Advanced Storage Performance Monitoring with Nutanix

Nutanix provides excellent performance monitoring and analytic capabilities through our HTML 5 based PRISM UI, but what if you want to delve deeper into the performance of a specific business critical application?

Nutanix also provides advanced storage performance monitoring and workload profiling through port 2009 on any CVM which shows very granular details for Virtual disks.

By default, Nutanix secures our CVM and the http://CVM_IP:2009 page is not accessible, but for advanced troubleshooting this can be enabled by using the following command.

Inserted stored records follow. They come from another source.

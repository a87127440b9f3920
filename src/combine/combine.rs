use std::collections::{BTreeMap, HashSet};
use std::sync::{Arc, Mutex};

use futures::channel::oneshot;
use futures::future::{FutureExt, Shared};
use serde_json::Value;
use thiserror::Error;
use tracing::{debug, trace};

use crate::form::{ErrorMap, Form, FormHandlers, FormSnapshot, Status};
use crate::observable::{Observable, Property, Subscription};

/// The future returned by combined `validate`/`reset`. Resolves with the
/// single combined snapshot emitted when every member has answered.
pub type CombinedFuture = Shared<oneshot::Receiver<CombinedSnapshot>>;

#[derive(Debug, Error)]
pub enum CombineError {
    #[error("combine requires at least one member")]
    Empty,

    #[error("member '{0}' already exists")]
    DuplicateName(String),
}

/// A member of a combined stream: a full form, or a plain value stream that
/// contributes state only.
pub enum Member {
    Form(Form),
    Stream(Observable<Value>),
}

impl From<Form> for Member {
    fn from(form: Form) -> Self {
        Member::Form(form)
    }
}

impl From<Observable<Value>> for Member {
    fn from(stream: Observable<Value>) -> Self {
        Member::Stream(stream)
    }
}

/// One atomic emission of a combined stream, keyed by member name.
#[derive(Clone, Debug, PartialEq)]
pub struct CombinedSnapshot {
    pub states: BTreeMap<String, Value>,
    pub errors: BTreeMap<String, ErrorMap>,
    pub statuses: BTreeMap<String, Status>,
    pub status: Status,
}

enum Mode {
    PassThrough,
    Awaiting {
        pending: HashSet<usize>,
        validate_sender: Option<oneshot::Sender<CombinedSnapshot>>,
        reset_sender: Option<oneshot::Sender<CombinedSnapshot>>,
    },
}

struct CombinedCore {
    names: Vec<String>,
    latest: Vec<FormSnapshot>,
    // Indices of form members; plain streams take no part in validate/reset.
    forms: Vec<usize>,
    mode: Mode,
    pending_validate: Option<CombinedFuture>,
    pending_reset: Option<CombinedFuture>,
}

struct CombinedShared {
    core: Mutex<CombinedCore>,
    output: Property<CombinedSnapshot>,
}

#[derive(Default)]
struct Effects {
    emit: Option<CombinedSnapshot>,
    resolve: Vec<(oneshot::Sender<CombinedSnapshot>, CombinedSnapshot)>,
}

fn run_effects(shared: &CombinedShared, effects: Effects) {
    if let Some(snapshot) = effects.emit {
        shared.output.set(snapshot);
    }
    for (sender, snapshot) in effects.resolve {
        let _ = sender.send(snapshot);
    }
}

fn combined(core: &CombinedCore, is_validated: bool, is_resetted: bool) -> CombinedSnapshot {
    // Meta validity is a conjunction over form members only. Plain streams
    // carry a synthesized per-member status but never drive it.
    let is_valid = if core
        .forms
        .iter()
        .all(|&i| core.latest[i].status.is_valid.is_none())
    {
        None
    } else {
        Some(
            core.forms
                .iter()
                .all(|&i| core.latest[i].status.is_valid.unwrap_or(true)),
        )
    };
    let mut states = BTreeMap::new();
    let mut errors = BTreeMap::new();
    let mut statuses = BTreeMap::new();
    for (name, snapshot) in core.names.iter().zip(&core.latest) {
        states.insert(name.clone(), snapshot.state.clone());
        errors.insert(name.clone(), snapshot.errors.clone());
        statuses.insert(name.clone(), snapshot.status.clone());
    }
    CombinedSnapshot {
        states,
        errors,
        statuses,
        status: Status {
            is_valid,
            is_validated,
            is_resetted,
        },
    }
}

impl CombinedShared {
    fn on_member(&self, idx: usize, snapshot: FormSnapshot) {
        enum Step {
            Emit,
            Wait,
            Finish,
        }

        let mut effects = Effects::default();
        {
            let mut core = self.core.lock().unwrap();
            core.latest[idx] = snapshot;
            let step = match &mut core.mode {
                Mode::PassThrough => Step::Emit,
                Mode::Awaiting { pending, .. } => {
                    pending.remove(&idx);
                    if pending.is_empty() {
                        Step::Finish
                    } else {
                        Step::Wait
                    }
                }
            };
            match step {
                // Pass-through emissions never carry the meta flags.
                Step::Emit => effects.emit = Some(combined(&core, false, false)),
                Step::Wait => trace!(member = idx, "awaiting remaining members"),
                Step::Finish => {
                    let is_validated = core
                        .forms
                        .iter()
                        .all(|&i| core.latest[i].status.is_validated);
                    let is_resetted = core
                        .forms
                        .iter()
                        .all(|&i| core.latest[i].status.is_resetted);
                    let snapshot = combined(&core, is_validated, is_resetted);
                    if let Mode::Awaiting {
                        validate_sender,
                        reset_sender,
                        ..
                    } = std::mem::replace(&mut core.mode, Mode::PassThrough)
                    {
                        if let Some(sender) = validate_sender {
                            effects.resolve.push((sender, snapshot.clone()));
                        }
                        if let Some(sender) = reset_sender {
                            effects.resolve.push((sender, snapshot.clone()));
                        }
                    }
                    core.pending_validate = None;
                    core.pending_reset = None;
                    effects.emit = Some(snapshot);
                }
            }
        }
        run_effects(self, effects);
    }

    fn on_stream_member(&self, idx: usize, value: &Value) {
        self.on_member(
            idx,
            FormSnapshot {
                state: value.clone(),
                errors: ErrorMap::new(),
                status: Status {
                    is_valid: Some(true),
                    is_validated: false,
                    is_resetted: false,
                },
            },
        );
    }
}

#[derive(Clone, Copy)]
enum Kind {
    Validate,
    Reset,
}

/// Named members merged into one atomically-updating composite stream.
///
/// In pass-through, each member emission produces one combined emission.
/// Combined [`Combined::validate`] and [`Combined::reset`] invoke every form
/// member's handler, suppress pass-through, and emit exactly one combined
/// snapshot when the last member has answered.
pub struct Combined {
    shared: Arc<CombinedShared>,
    members: Vec<(String, Member)>,
    _subs: Vec<Subscription>,
}

impl Combined {
    /// The combined snapshot property.
    pub fn stream(&self) -> Property<CombinedSnapshot> {
        self.shared.output.clone()
    }

    /// A form member's handlers, by member name.
    pub fn handlers(&self, name: &str) -> Option<&FormHandlers> {
        self.members.iter().find_map(|(n, member)| match member {
            Member::Form(form) if n == name => Some(form.handlers()),
            _ => None,
        })
    }

    /// Validate every form member. Resolves with the combined snapshot whose
    /// `is_validated` is the conjunction across form members; de-duplicated
    /// while in flight.
    pub fn validate(&self) -> CombinedFuture {
        self.trigger(Kind::Validate)
    }

    /// Reset every form member. Resolves with the combined `is_resetted`
    /// snapshot; de-duplicated while in flight.
    pub fn reset(&self) -> CombinedFuture {
        self.trigger(Kind::Reset)
    }

    fn trigger(&self, kind: Kind) -> CombinedFuture {
        let mut effects = Effects::default();
        let mut invoke = false;
        let future = {
            let mut core = self.shared.core.lock().unwrap();
            let in_flight = match kind {
                Kind::Validate => &core.pending_validate,
                Kind::Reset => &core.pending_reset,
            };
            if let Some(future) = in_flight {
                trace!("combined operation already in flight");
                return future.clone();
            }

            let (sender, receiver) = oneshot::channel();
            let future = receiver.shared();
            if core.forms.is_empty() {
                // Only plain streams: nothing to invoke, answer immediately.
                let snapshot = combined(
                    &core,
                    matches!(kind, Kind::Validate),
                    matches!(kind, Kind::Reset),
                );
                effects.emit = Some(snapshot.clone());
                effects.resolve.push((sender, snapshot));
            } else {
                let (mut pending, mut validate_sender, mut reset_sender) =
                    match std::mem::replace(&mut core.mode, Mode::PassThrough) {
                        Mode::PassThrough => (HashSet::new(), None, None),
                        Mode::Awaiting {
                            pending,
                            validate_sender,
                            reset_sender,
                        } => (pending, validate_sender, reset_sender),
                    };
                pending.extend(core.forms.iter().copied());
                match kind {
                    Kind::Validate => validate_sender = Some(sender),
                    Kind::Reset => reset_sender = Some(sender),
                }
                core.mode = Mode::Awaiting {
                    pending,
                    validate_sender,
                    reset_sender,
                };
                match kind {
                    Kind::Validate => core.pending_validate = Some(future.clone()),
                    Kind::Reset => core.pending_reset = Some(future.clone()),
                }
                invoke = true;
            }
            future
        };
        run_effects(&self.shared, effects);

        if invoke {
            debug!(
                members = self.members.len(),
                "combined operation dispatched"
            );
            for (_, member) in &self.members {
                if let Member::Form(form) = member {
                    match kind {
                        Kind::Validate => {
                            let _ = form.handlers().validate();
                        }
                        Kind::Reset => {
                            let _ = form.handlers().reset();
                        }
                    }
                }
            }
        }
        future
    }
}

/// Merge named members into one combined stream.
pub fn combine<N>(members: Vec<(N, Member)>) -> Result<Combined, CombineError>
where
    N: Into<String>,
{
    if members.is_empty() {
        return Err(CombineError::Empty);
    }
    let members: Vec<(String, Member)> = members
        .into_iter()
        .map(|(name, member)| (name.into(), member))
        .collect();
    let mut seen = HashSet::new();
    for (name, _) in &members {
        if !seen.insert(name.clone()) {
            return Err(CombineError::DuplicateName(name.clone()));
        }
    }

    let mut names = Vec::with_capacity(members.len());
    let mut latest = Vec::with_capacity(members.len());
    let mut forms = Vec::new();
    for (idx, (name, member)) in members.iter().enumerate() {
        names.push(name.clone());
        match member {
            Member::Form(form) => {
                forms.push(idx);
                latest.push(form.stream().get());
            }
            Member::Stream(_) => latest.push(FormSnapshot {
                state: Value::Null,
                errors: ErrorMap::new(),
                status: Status {
                    is_valid: Some(true),
                    is_validated: false,
                    is_resetted: false,
                },
            }),
        }
    }

    let core = CombinedCore {
        names,
        latest,
        forms,
        mode: Mode::PassThrough,
        pending_validate: None,
        pending_reset: None,
    };
    let initial = combined(&core, false, false);
    let shared = Arc::new(CombinedShared {
        core: Mutex::new(core),
        output: Property::new(initial),
    });

    let mut subs = Vec::new();
    for (idx, (_, member)) in members.iter().enumerate() {
        match member {
            Member::Form(form) => {
                let weak = Arc::downgrade(&shared);
                subs.push(form.stream().changes().subscribe(move |snapshot| {
                    if let Some(shared) = weak.upgrade() {
                        shared.on_member(idx, snapshot.clone());
                    }
                }));
            }
            Member::Stream(stream) => {
                let weak = Arc::downgrade(&shared);
                subs.push(stream.subscribe(move |value| {
                    if let Some(shared) = weak.upgrade() {
                        shared.on_stream_member(idx, value);
                    }
                }));
            }
        }
    }

    debug!(members = members.len(), "combined stream built");

    Ok(Combined {
        shared,
        members,
        _subs: subs,
    })
}

/// Conversion into a snapshot property, so call sites can treat forms and
/// already-converted streams uniformly.
pub trait IntoFormStream {
    fn into_form_stream(self) -> Property<FormSnapshot>;
}

impl IntoFormStream for &Form {
    fn into_form_stream(self) -> Property<FormSnapshot> {
        self.stream()
    }
}

impl IntoFormStream for Property<FormSnapshot> {
    fn into_form_stream(self) -> Property<FormSnapshot> {
        self
    }
}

sudo iptables -t filter -A WORLDLIST -p tcp -m tcp –dport 2009 -j ACCEPT

 

When accessing the 2009 page (which is part of the Nutanix process called “Stargate”) you will see things like Extent (In Memory Read) cache usages and hits as well as much more.

On the main 2009 page you will see a section called “Hosted VDisks” (shown below) which shows all the current VDisks (equivalent of a VMDK in ESXi) which are currently running on that node.

HostedvDisks

 

The Hosted VDisks shows high level details about the VDisk such as Outstanding Operations, capacity usage, Read/Write breakdown and how much data is in the OpLog (Persistent Write Cache).

If you need more information, you can click on the “VDisk Id” and you will get to a page titled “VDisk XXXXX Stats” where the XXXXX is the VDisk ID.

The below is some of the information which can be discovered in the VDisk Stats Page.

VDisk Working Set Size (WWS)

The working set size can be thought of as the data which you would ideally want to fit within the SSD tier of a Nutanix node, which would result in all-flash type performance.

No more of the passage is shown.